Three Part Question
Is it [safe] to treat a patient with [pulmonary embolic disease] as an [outpatient]?
Clinical Scenario
A 40 year old woman presents to the emergency department with pleuritic chest pain. She comments that she has had 'cramp' in her left leg since discharge from the surgical ward, post hysterectomy. Her ventilation-perfusion scan shows a high probability of pulmonary embolism. You have scored her as a high clinical probability of PE and therefore diagnose pulmonary embolic disease. She is comfortable with normal oxygen saturations, and keen to return home to her family. You wonder whether treating her as a outpatient would be an option.
Search Strategy
Medline 1966-04/03 using the OVID interface.
[(pulmonary embol$.mp OR exp Pulmonary Embolism OR PE.mp OR exp Thromboembolism OR pulmonary infarct$.mp) AND (treatment.mp OR exp Therapeutics OR LMWH.mp OR exp Heparin, Low-Molecular-Weight OR low molecular weight.mp OR exp Anticoagulants) AND (outpatient.mp OR exp Outpatients OR clinic.mp OR exp Outpatient clinics, hospital)] LIMIT to human AND English.
Search Outcome
282 papers were found, of which 3 were relevant. One further paper (4) found by a hand-search of the literature.
Relevant Paper(s)
Author, date and country |
Patient group |
Study type (level of evidence) |
Outcomes |
Key results |
Study Weaknesses |
Kovacs MJ et al, 1998, Canada | 81 patients treated at home for pulmonary embolism. Further 27 managed at home after average 2.5 days in hospital | Prospective cohort | Recurrent thromboembolic event in 3 month follow-up | 5.6% | Comparatively small numbers |
Major haemorrhage | 1.9% |
Death | 3.7% - none due to PE or bleed |
Wells PS et al, 1998, Canada | 184 patients with either DVT or PE (34 had PE) deemed at low risk of complications randomised to self administration dalteparin or homecare nurse administration. All treated at home | Prospective cohort | Recurrent thromboembolic event in 3 month follow-up | 3.6% | Small number of patients with PE |
Major haemorrhage | 2.0% |
Minor haemorrhage | 5.1% |
Death | 7.2% - 11 died of metastatic carcinoma, 1 or sepsis and 1 MI |
Labas P et al, 2001, Slovakia | 28 patients diagnosed with concurrent PE and DVT treated at home | Prospective cohort | Death | None | No details given regarding diagnostic criteria for PE |
Beer JH 2002, Switzerland | 43 symptomatic PE patients at low predicted risk, treated as outpatients | Prospective cohort | Death in following 3 months | 0/43 | Small cohort |
Bleeding in following 3 months | 0/43 |
Recurrent PE | 1/43 |
Comment(s)
There are no large studies validating this approach to the treatment of pulmonary embolism.
Clinical Bottom Line
It may be safe to treat a low risk group of patients with pulmonary embolic disease at home.
References
- Kovacs MJ, Anderson D, Morrow B, et al. Outpatient treatment of pulmonary embolism with dalteparin. Throm Haemost 2000;83(2):209-11.
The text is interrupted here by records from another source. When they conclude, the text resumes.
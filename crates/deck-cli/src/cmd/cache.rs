use crate::output::{print_fields, print_json};
use anyhow::Context;
use chrono::Utc;
use clap::Subcommand;
use deck_core::cache::{ArtifactCache, CacheStatus};
use deck_core::config::Settings;
use deck_core::fetch::GitFetcher;

#[derive(Subcommand)]
pub enum CacheSubcommand {
    /// Show where the cache lives and how old it is
    Status,

    /// Fetch upstream changes now, regardless of age
    Refresh,

    /// Delete the cache; the next setup fetches it again
    Clear,
}

pub fn run(settings: &Settings, subcmd: CacheSubcommand, json: bool) -> anyhow::Result<()> {
    let cache = ArtifactCache::from_settings(settings);
    match subcmd {
        CacheSubcommand::Status => status(&cache, json),
        CacheSubcommand::Refresh => refresh(&cache, json),
        CacheSubcommand::Clear => clear(&cache, json),
    }
}

fn age(cache: &ArtifactCache) -> String {
    let Some(at) = cache.last_fetch() else {
        return "never".to_string();
    };
    let minutes = Utc::now().signed_duration_since(at).num_minutes().max(0);
    let ago = match minutes {
        0 => "just now".to_string(),
        m if m < 60 => format!("{m}m ago"),
        m if m < 48 * 60 => format!("{}h ago", m / 60),
        m => format!("{}d ago", m / (24 * 60)),
    };
    format!("{} ({ago})", at.format("%Y-%m-%d %H:%M UTC"))
}

fn status(cache: &ArtifactCache, json: bool) -> anyhow::Result<()> {
    let info = cache.info();
    if json {
        return print_json(&info);
    }
    print_fields(&[
        ("Directory", info.dir.display().to_string()),
        ("Source", info.source.clone()),
        ("Complete", if info.complete { "yes" } else { "no" }.to_string()),
        ("Last fetch", age(cache)),
        ("Stale", if info.stale { "yes" } else { "no" }.to_string()),
    ]);
    if info.locked {
        println!();
        println!(
            "A lock is held at {}. If no other agent-deck is running, remove it by hand.",
            deck_core::paths::cache_lock(cache.dir()).display()
        );
    }
    Ok(())
}

fn refresh(cache: &ArtifactCache, json: bool) -> anyhow::Result<()> {
    let status = cache
        .refresh(&GitFetcher)
        .with_context(|| format!("failed to refresh cache at {}", cache.dir().display()))?;
    let (label, note) = match &status {
        CacheStatus::Fetched => ("fetched", None),
        CacheStatus::Refreshed | CacheStatus::Fresh => ("refreshed", None),
        CacheStatus::Stale { reason } => ("stale", Some(reason.clone())),
    };
    if json {
        return print_json(&serde_json::json!({ "status": label, "warning": note }));
    }
    match note {
        Some(reason) => eprintln!("warning: cache not refreshed, keeping the existing copy ({reason})"),
        None => println!("Cache {label}: {}", cache.tree().display()),
    }
    Ok(())
}

fn clear(cache: &ArtifactCache, json: bool) -> anyhow::Result<()> {
    let removed = cache
        .clear()
        .with_context(|| format!("failed to clear cache at {}", cache.dir().display()))?;
    if json {
        return print_json(&serde_json::json!({ "removed": removed }));
    }
    if removed {
        println!("Removed {}", cache.dir().display());
    } else {
        println!("Cache is already empty.");
    }
    Ok(())
}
- Wells PS, Kovacs MJ, Bormanis J, et al. Expanding eligibility for outpatient treatment of deep venous thrombosis and pulmonary embolism with low-molecular-weight heparin: a comparison of patient self-injection with homecare injection. Arch Intern Med 1998;158(16):1809-12.
- Labas P, Ohradka B, Cambal M. Could deep vein thrombosis be safely treated at home. Bratislavske Lekarske Listy 2001;102(10):458-61.
- Beer JH, Burger M, Gretener S, et al. Outpatient treatment of pulmonary embolism is feasible and safe in a substantial proportion of patients. Journal of Thrombosis and Haemostasis 2002;1:186-202.